Exactly as given, restate each record that follows.

- _Records from a data collection_
◆ ◆ ◆ ◆ ◆ ◆ ◆

use std::collections::HashMap;
use std::sync::Arc;

use arc_swap::ArcSwap;

use crate::container::producer::InstanceProducer;
use crate::container::registry::RegistryError;
use crate::key::ServiceType;

type ProducerMap = HashMap<ServiceType, Arc<InstanceProducer>>;

/// The mapping from closed contracts to producers.
///
/// The map itself is immutable: every write copies it and swaps the shared
/// reference, so lookups never block.
pub(crate) struct RegistrationStore {
    producers: ArcSwap<ProducerMap>,
}

impl RegistrationStore {
    pub(crate) fn new() -> Self {
        Self {
            producers: ArcSwap::from_pointee(HashMap::new()),
        }
    }

    /// Inserts `producer` for its service type. Returns the producer it
    /// replaced, if overriding is allowed.
    pub(crate) fn register(
        &self,
        producer: Arc<InstanceProducer>,
        allow_overriding: bool,
    ) -> Result<Option<Arc<InstanceProducer>>, RegistryError> {
        let service_type = producer.service_type().clone();
        loop {
            let current = self.producers.load_full();
            if current.contains_key(&service_type) && !allow_overriding {
                return Err(RegistryError::DuplicateRegistration { service_type });
            }
            let mut next = ProducerMap::clone(&current);
            let replaced = next.insert(service_type.clone(), Arc::clone(&producer));
            let previous = self.producers.compare_and_swap(&current, Arc::new(next));
            if Arc::ptr_eq(&*previous, &current) {
                return Ok(replaced);
            }
        }
    }

    /// Inserts `producer` unless another producer was installed first, and
    /// returns the winner.
    pub(crate) fn install(&self, producer: Arc<InstanceProducer>) -> Arc<InstanceProducer> {
        if let Some(existing) = self.lookup(producer.service_type()) {
            return existing;
        }
        let mut installed = Arc::clone(&producer);
        self.producers.rcu(|current| {
            if let Some(existing) = current.get(producer.service_type()) {
                installed = Arc::clone(existing);
                Arc::clone(current)
            } else {
                let mut next = ProducerMap::clone(current);
                next.insert(producer.service_type().clone(), Arc::clone(&producer));
                installed = Arc::clone(&producer);
                Arc::new(next)
            }
        });
        installed
    }

    pub(crate) fn lookup(&self, service_type: &ServiceType) -> Option<Arc<InstanceProducer>> {
        self.producers.load().get(service_type).cloned()
    }

    pub(crate) fn contains(&self, service_type: &ServiceType) -> bool {
        self.producers.load().contains_key(service_type)
    }

    /// Returns every producer, ordered by registration.
    pub(crate) fn producers(&self) -> Vec<Arc<InstanceProducer>> {
        let mut producers: Vec<_> = self.producers.load().values().cloned().collect();
        producers.sort_by_key(|producer| producer.registration().id());
        producers
    }
}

◆ ◆ ◆ ◆ ◆ ◆ ◆

- _The completed task_
use std::collections::HashMap;
use std::sync::Arc;

use arc_swap::ArcSwap;

use crate::container::producer::InstanceProducer;
use crate::container::registry::RegistryError;
use crate::key::ServiceType;

type ProducerMap = HashMap<ServiceType, Arc<InstanceProducer>>;

/// The mapping from closed contracts to producers.
///
/// The map itself is immutable: every write copies it and swaps the shared
/// reference, so lookups never block.
pub(crate) struct RegistrationStore {
    producers: ArcSwap<ProducerMap>,
}

impl RegistrationStore {
    pub(crate) fn new() -> Self {
        Self {
            producers: ArcSwap::from_pointee(HashMap::new()),
        }
    }

    /// Inserts `producer` for its service type. Returns the producer it
    /// replaced, if overriding is allowed.
    pub(crate) fn register(
        &self,
        producer: Arc<InstanceProducer>,
        allow_overriding: bool,
    ) -> Result<Option<Arc<InstanceProducer>>, RegistryError> {
        let service_type = producer.service_type().clone();
        loop {
            let current = self.producers.load_full();
            if current.contains_key(&service_type) && !allow_overriding {
                return Err(RegistryError::DuplicateRegistration { service_type });
            }
            let mut next = ProducerMap::clone(&current);
            let replaced = next.insert(service_type.clone(), Arc::clone(&producer));
            let previous = self.producers.compare_and_swap(&current, Arc::new(next));
            if Arc::ptr_eq(&*previous, &current) {
                return Ok(replaced);
            }
        }
    }

    /// Inserts `producer` unless another producer was installed first, and
    /// returns the winner.
    pub(crate) fn install(&self, producer: Arc<InstanceProducer>) -> Arc<InstanceProducer> {
        if let Some(existing) = self.lookup(producer.service_type()) {
            return existing;
        }
        let mut installed = Arc::clone(&producer);
        self.producers.rcu(|current| {
            if let Some(existing) = current.get(producer.service_type()) {
                installed = Arc::clone(existing);
                Arc::clone(current)
            } else {
                let mut next = ProducerMap::clone(current);
                next.insert(producer.service_type().clone(), Arc::clone(&producer));
                installed = Arc::clone(&producer);
                Arc::new(next)
            }
        });
        installed
    }

    pub(crate) fn lookup(&self, service_type: &ServiceType) -> Option<Arc<InstanceProducer>> {
        self.producers.load().get(service_type).cloned()
    }

    pub(crate) fn contains(&self, service_type: &ServiceType) -> bool {
        self.producers.load().contains_key(service_type)
    }

    /// Returns every producer, ordered by registration.
    pub(crate) fn producers(&self) -> Vec<Arc<InstanceProducer>> {
        let mut producers: Vec<_> = self.producers.load().values().cloned().collect();
        producers.sort_by_key(|producer| producer.registration().id());
        producers
    }
}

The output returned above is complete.